Diritto

Norme tributarie incerte: disapplicazione delle sanzioni anche nel giudizio di legittimità

Norme tributarie incerte: disapplicazione delle sanzioni anche nel giudizio di legittimità
La disapplicazione delle sanzioni tributarie da parte del giudice, qualora accerti una situazione di oggettiva incertezza nell’interpretazione normativa, è possibile anche in sede di legittimità ma deve essere stata richiesta sin dal ricorso introduttivo

La disapplicazione da parte del giudice delle sanzioni per violazioni di norme tributarie qualora accerti che le stesse sono state commesse in presenza e in connessione con una situazione di oggettiva incertezza nell’interpretazione normativa è possibile anche in sede di legittimità solo se domandata dal contribuente nei modi e nei termini processuali appropriati. Lo ha ribadito la Corte di Cassazione con la sentenza n. 15294 del 21 luglio 2015.

IL FATTO
Il caso trae origine dal ricorso presentato da una società avverso la sentenza della CTR dell’Emilia Romagna con la quale, in parziale accoglimento dell’appello dell’Ufficio, è stata dichiarata la legittimità dell’avviso di accertamento emesso nei confronti della contribuente limitatamente alla ripresa a tassazione, ai fini Irpeg ed Irap del 2001, della somma di € 232.405,04, contabilizzata come sopravvenienza passiva, a seguito della mancata vendita di un’imbarcazione a S.A., e della quale l’Ufficio aveva disconosciuto l’inerenza.

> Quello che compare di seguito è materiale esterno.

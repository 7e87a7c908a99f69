//! The class indexing engine.
//!
//! [`index_class`] parses one class file and reports every reference its declarations and
//! bytecode make to other symbols:
//!
//! - each field: the class types of its descriptor, attributed to the field
//! - each method: the class types of its descriptor, attributed to the method
//! - field instructions: the accessed field
//! - `ldc`, `checkcast`, `instanceof` on a class constant: the class (array element type for
//!   array classes, nothing for primitive arrays)
//! - invocations: the invoked method, plus the owner class for `<init>`
//! - `invokedynamic` through `LambdaMetafactory`: the implementation member and the class
//!   types of the call-site, sam and instantiated descriptors
//!
//! All other instructions record nothing.

use tracing::debug;

use crate::{
    classfile::{
        descriptor::{parse_class_operand, parse_field_descriptor, parse_method_descriptor},
        ClassFile, Constant, HandleKind, MemberRef,
    },
    disassembler::{instructions, opcodes, Instruction},
    index::{symbol::Symbol, usages::UsageSink},
    Result,
};

/// Owner of the lambda bootstrap methods
pub const LAMBDA_METAFACTORY: &str = "java/lang/invoke/LambdaMetafactory";
/// Standard lambda bootstrap method name
pub const METAFACTORY: &str = "metafactory";
/// Lambda bootstrap method used for serializable lambdas and marker interfaces
pub const ALT_METAFACTORY: &str = "altMetafactory";

/// Parse `bytes` as a class file and report its references to `sink`.
///
/// Work stops at the first structural error; whatever was reported before it stays reported.
///
/// # Errors
/// Returns [`crate::Error::InvalidMagic`], [`crate::Error::Malformed`] or
/// [`crate::Error::OutOfBounds`] for damaged class files,
/// [`crate::Error::MalformedDescriptor`] for undecodable descriptors and
/// [`crate::Error::InvalidHandleTag`] for a lambda implementation handle with an unknown
/// reference kind.
///
/// # Examples
///
/// ```rust
/// use usagescope::assembly::ClassAssembler;
/// use usagescope::classfile::AccessFlags;
/// use usagescope::disassembler::opcodes;
/// use usagescope::{index_class, IndexConfig, UsageIndex};
///
/// let bytes = ClassAssembler::new("a/Foo")
///     .method(AccessFlags::PUBLIC, "bar", "()V", |code| {
///         code.method_insn(opcodes::INVOKESTATIC, "a/Qux", "m", "()V")?;
///         code.emit(opcodes::RETURN)?;
///         Ok(())
///     })?
///     .finish()?;
///
/// let mut index = UsageIndex::new(IndexConfig::with_namespaces(["a/"]));
/// index_class(&bytes, &mut index)?;
/// assert!(index.get_usages("m:a/Qux:m:()V").contains("m:a/Foo:bar:()V"));
/// # Ok::<(), usagescope::Error>(())
/// ```
pub fn index_class<S: UsageSink + ?Sized>(bytes: &[u8], sink: &mut S) -> Result<()> {
    let class = ClassFile::parse(bytes)?;
    let mut indexer = ClassIndexer {
        class: &class,
        owner: class.name()?,
        lambdas: sink.follows_lambdas(),
        sink,
    };

    indexer.index_fields()?;
    indexer.index_methods()?;

    debug!(
        class = indexer.owner,
        fields = class.fields.len(),
        methods = class.methods.len(),
        "indexed class"
    );
    Ok(())
}

struct ClassIndexer<'c, 'a, S: ?Sized> {
    class: &'c ClassFile<'a>,
    owner: &'c str,
    lambdas: bool,
    sink: &'c mut S,
}

impl<'c, 'a, S: UsageSink + ?Sized> ClassIndexer<'c, 'a, S> {
    fn index_fields(&mut self) -> Result<()> {
        let class = self.class;
        for field in &class.fields {
            let name = class.utf8(field.name_index)?;
            let descriptor = class.utf8(field.descriptor_index)?;
            let usage = Symbol::field(self.owner, name, descriptor).usage();

            if let Some(referenced) = parse_field_descriptor(descriptor)?.indexable_class() {
                self.record(&Symbol::class(referenced), &usage);
            }
        }
        Ok(())
    }

    fn index_methods(&mut self) -> Result<()> {
        let class = self.class;
        for method in &class.methods {
            let name = class.utf8(method.name_index)?;
            let descriptor = class.utf8(method.descriptor_index)?;
            let usage = Symbol::method(self.owner, name, descriptor).usage();

            self.index_method_descriptor(descriptor, &usage)?;

            if let Some(code) = &method.code {
                for instruction in instructions(code.code) {
                    self.index_instruction(&instruction?, &usage)?;
                }
            }
        }
        Ok(())
    }

    fn index_instruction(&mut self, instruction: &Instruction, caller: &str) -> Result<()> {
        let Some(index) = instruction.constant_index() else {
            return Ok(());
        };
        let class = self.class;
        let pool = &class.constant_pool;

        match instruction.opcode {
            opcodes::GETSTATIC | opcodes::PUTSTATIC | opcodes::GETFIELD | opcodes::PUTFIELD => {
                let field = pool.member_ref(index)?;
                self.record(&field_symbol(&field), caller);
            }
            opcodes::INVOKEVIRTUAL
            | opcodes::INVOKESPECIAL
            | opcodes::INVOKESTATIC
            | opcodes::INVOKEINTERFACE => {
                let method = pool.member_ref(index)?;
                self.record_method(&method_symbol(&method), caller);
            }
            opcodes::LDC | opcodes::LDC_W => {
                if let Constant::Class { name_index } = pool.get(index)? {
                    let name = pool.utf8(*name_index)?;
                    self.record_class_operand(name, caller)?;
                }
            }
            opcodes::CHECKCAST | opcodes::INSTANCEOF => {
                let name = pool.class_name(index)?;
                self.record_class_operand(name, caller)?;
            }
            opcodes::INVOKEDYNAMIC if self.lambdas => {
                self.index_invoke_dynamic(index, caller)?;
            }
            _ => {}
        }
        Ok(())
    }

    fn index_invoke_dynamic(&mut self, index: u16, caller: &str) -> Result<()> {
        let class = self.class;
        let pool = &class.constant_pool;
        let call_site = pool.invoke_dynamic(index)?;
        let bootstrap = class.bootstrap_method(call_site.bootstrap_index)?;
        let handle = pool.method_handle(bootstrap.method_ref)?;

        if handle.member.owner != LAMBDA_METAFACTORY
            || !matches!(handle.member.name, METAFACTORY | ALT_METAFACTORY)
        {
            return Ok(());
        }

        let &[sam, implementation, instantiated, ..] = bootstrap.arguments.as_slice() else {
            return Err(malformed_error!(
                "Lambda bootstrap at #{} has {} arguments, expected at least 3",
                index,
                bootstrap.arguments.len()
            ));
        };

        let sam_descriptor = pool.method_type(sam)?;
        let implementation = pool.method_handle(implementation)?;
        let instantiated_descriptor = pool.method_type(instantiated)?;

        let kind = HandleKind::try_from_tag(implementation.reference_kind)?;
        if kind.is_field() {
            self.record(&field_symbol(&implementation.member), caller);
        } else {
            self.record_method(&method_symbol(&implementation.member), caller);
        }

        self.index_method_descriptor(call_site.descriptor, caller)?;
        self.index_method_descriptor(sam_descriptor, caller)?;
        self.index_method_descriptor(instantiated_descriptor, caller)?;
        Ok(())
    }

    fn index_method_descriptor(&mut self, descriptor: &str, usage: &str) -> Result<()> {
        let method = parse_method_descriptor(descriptor)?;
        for class in method.types().filter_map(|t| t.indexable_class()) {
            self.record(&Symbol::class(class), usage);
        }
        Ok(())
    }

    fn record_class_operand(&mut self, name: &str, caller: &str) -> Result<()> {
        if let Some(class) = parse_class_operand(name)?.indexable_class() {
            self.record(&Symbol::class(class), caller);
        }
        Ok(())
    }

    fn record_method(&mut self, method: &Symbol<'_>, caller: &str) {
        self.record(method, caller);
        if method.is_constructor() {
            self.record(&Symbol::class(method.owner_class()), caller);
        }
    }

    fn record(&mut self, referenced: &Symbol<'_>, caller: &str) {
        self.sink.add_usage(&referenced.usage(), caller);
    }
}

fn field_symbol<'p>(member: &MemberRef<'p>) -> Symbol<'p> {
    Symbol::field(member.owner, member.name, member.descriptor)
}

fn method_symbol<'p>(member: &MemberRef<'p>) -> Symbol<'p> {
    Symbol::method(member.owner, member.name, member.descriptor)
}

#[cfg(test)]
mod tests {
    use std::collections::HashSet;

    use super::*;
    use crate::{
        assembly::{ClassAssembler, HandleConstant},
        classfile::AccessFlags,
        Error,
    };

    /// Records every pair, unfiltered and in order.
    #[derive(Default)]
    struct Recorder {
        pairs: Vec<(String, String)>,
    }

    impl UsageSink for Recorder {
        fn add_usage(&mut self, key: &str, usage: &str) {
            self.pairs.push((key.to_string(), usage.to_string()));
        }
    }

    impl Recorder {
        fn keys(&self) -> HashSet<&str> {
            self.pairs.iter().map(|(key, _)| key.as_str()).collect()
        }
    }

    #[test]
    fn field_descriptors() {
        let bytes = ClassAssembler::new("a/Foo")
            .field(AccessFlags::PRIVATE, "count", "I")
            .field(AccessFlags::PRIVATE, "grid", "[[J")
            .field(AccessFlags::PRIVATE, "bars", "[La/Bar;")
            .finish()
            .unwrap();

        let mut recorder = Recorder::default();
        index_class(&bytes, &mut recorder).unwrap();
        assert_eq!(
            recorder.pairs,
            [("s:a/Bar".to_string(), "f:a/Foo:bars:[La/Bar;".to_string())]
        );
    }

    #[test]
    fn type_operands() {
        let bytes = ClassAssembler::new("a/Foo")
            .method(AccessFlags::PUBLIC, "run", "()V", |code| {
                code.ldc_class("a/Lit")?;
                code.ldc_class("[[La/LitArray;")?;
                code.ldc_class("[I")?;
                code.ldc_string("a/NotAClass")?;
                code.type_insn(opcodes::CHECKCAST, "a/Cast")?;
                code.type_insn(opcodes::INSTANCEOF, "[La/Check;")?;
                code.type_insn(opcodes::NEW, "a/Created")?;
                code.type_insn(opcodes::ANEWARRAY, "a/Element")?;
                code.emit(opcodes::RETURN)?;
                Ok(())
            })
            .unwrap()
            .finish()
            .unwrap();

        let mut recorder = Recorder::default();
        index_class(&bytes, &mut recorder).unwrap();
        assert_eq!(
            recorder.keys(),
            HashSet::from(["s:a/Lit", "s:a/LitArray", "s:a/Cast", "s:a/Check"])
        );
        assert!(recorder
            .pairs
            .iter()
            .all(|(_, usage)| usage == "m:a/Foo:run:()V"));
    }

    #[test]
    fn constructor_records_class() {
        let bytes = ClassAssembler::new("a/Foo")
            .method(AccessFlags::PUBLIC, "make", "()V", |code| {
                code.type_insn(opcodes::NEW, "a/Bar")?;
                code.emit(opcodes::DUP)?;
                code.method_insn(opcodes::INVOKESPECIAL, "a/Bar", "<init>", "()V")?;
                code.emit(opcodes::POP)?;
                code.emit(opcodes::RETURN)?;
                Ok(())
            })
            .unwrap()
            .finish()
            .unwrap();

        let mut recorder = Recorder::default();
        index_class(&bytes, &mut recorder).unwrap();
        assert_eq!(
            recorder.keys(),
            HashSet::from(["m:a/Bar:<init>:()V", "s:a/Bar"])
        );
    }

    #[test]
    fn lambda_field_handle() {
        let bytes = ClassAssembler::new("a/Foo")
            .method(AccessFlags::PUBLIC, "run", "()V", |code| {
                code.lambda(
                    "get",
                    "()Ljava/util/function/Supplier;",
                    "()Ljava/lang/Object;",
                    HandleConstant::new(HandleKind::GetStatic, "a/Holder", "VALUE", "La/Value;"),
                    "()La/Value;",
                )?;
                code.emit(opcodes::POP)?;
                code.emit(opcodes::RETURN)?;
                Ok(())
            })
            .unwrap()
            .finish()
            .unwrap();

        let mut recorder = Recorder::default();
        index_class(&bytes, &mut recorder).unwrap();
        assert!(recorder.keys().contains("f:a/Holder:VALUE:La/Value;"));
        assert!(recorder.keys().contains("s:a/Value"));
    }

    #[test]
    fn non_lambda_bootstrap_is_ignored() {
        let bytes = ClassAssembler::new("a/Foo")
            .method(AccessFlags::PUBLIC, "concat", "(La/Bar;)Ljava/lang/String;", |code| {
                code.emit_with(opcodes::ALOAD, &[1])?;
                code.invokedynamic(
                    "makeConcatWithConstants",
                    "(La/Bar;)Ljava/lang/String;",
                    HandleConstant::new(
                        HandleKind::InvokeStatic,
                        "java/lang/invoke/StringConcatFactory",
                        "makeConcatWithConstants",
                        "(Ljava/lang/invoke/MethodHandles$Lookup;Ljava/lang/String;Ljava/lang/invoke/MethodType;Ljava/lang/String;[Ljava/lang/Object;)Ljava/lang/invoke/CallSite;",
                    ),
                    &[],
                )?;
                code.emit(opcodes::ARETURN)?;
                Ok(())
            })
            .unwrap()
            .finish()
            .unwrap();

        let mut recorder = Recorder::default();
        index_class(&bytes, &mut recorder).unwrap();
        // Only the declaring method's own descriptor
        assert_eq!(
            recorder.keys(),
            HashSet::from(["s:a/Bar", "s:java/lang/String"])
        );
    }

    #[test]
    fn invalid_handle_tag() {
        let bytes = ClassAssembler::new("a/Foo")
            .method(AccessFlags::PUBLIC, "run", "()V", |code| {
                code.lambda(
                    "run",
                    "()Ljava/lang/Runnable;",
                    "()V",
                    HandleConstant::raw(42, "a/Foo", "lambda$run$0", "()V"),
                    "()V",
                )?;
                code.emit(opcodes::POP)?;
                code.emit(opcodes::RETURN)?;
                Ok(())
            })
            .unwrap()
            .finish()
            .unwrap();

        let mut recorder = Recorder::default();
        let result = index_class(&bytes, &mut recorder);
        assert!(matches!(result, Err(Error::InvalidHandleTag(42))));
    }

    #[test]
    fn malformed_descriptor_stops_the_class() {
        let bytes = ClassAssembler::new("a/Foo")
            .field(AccessFlags::PRIVATE, "first", "La/First;")
            .field(AccessFlags::PRIVATE, "broken", "Q")
            .field(AccessFlags::PRIVATE, "never", "La/Never;")
            .finish()
            .unwrap();

        let mut recorder = Recorder::default();
        let result = index_class(&bytes, &mut recorder);
        assert!(matches!(result, Err(Error::MalformedDescriptor(_))));
        assert_eq!(recorder.keys(), HashSet::from(["s:a/First"]));
    }

    #[test]
    fn invalid_bytecode_stops_the_class() {
        let bytes = ClassAssembler::new("a/Foo")
            .method(AccessFlags::PUBLIC, "run", "()V", |code| {
                code.method_insn(opcodes::INVOKESTATIC, "a/Before", "m", "()V")?;
                code.emit(0xFF)?;
                Ok(())
            })
            .unwrap()
            .finish()
            .unwrap();

        let mut recorder = Recorder::default();
        let result = index_class(&bytes, &mut recorder);
        assert!(matches!(result, Err(Error::Malformed { .. })));
        assert_eq!(recorder.keys(), HashSet::from(["m:a/Before:m:()V"]));
    }
}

Avverso tale sentenza ha proposto ricorso per cassazione la società, formulando il quesito di diritto se violi la legge la sentenza che “non si pronunci sulla richiesta di non applicazione – ovvero di proporzionale riduzione – degli importi irrogati a titolo di sanzioni per obiettiva incertezza sulla portata del dettato normativo, quando la detta richiesta – sebbene non sia stata oggetto di uno specifico motivo di doglianza – sia stata espressamente formulata nelle conclusioni dell’atto”.

LA DECISIONE DELLA CORTE DI CASSAZIONE
La Corte di Cassazione ha respinto il ricorso presentato dalla società. Sul punto, ribadiscono gli Ermellini che la disapplicazione, da parte del giudice, delle sanzioni per violazioni di norme tributarie, qualora accerti che le stesse sono state commesse in presenza ed in connessione con una situazione di oggettiva incertezza nell’interpretazione normativa (da riferire non al contribuente, né all’Ufficio, bensì al giudice stesso), è possibile – anche in sede di legittimità – solo se domandata dal contribuente nei modi e nei termini processuali appropriati, cioè, secondo i principi generali in tema di processo tributario, sin dal ricorso introduttivo.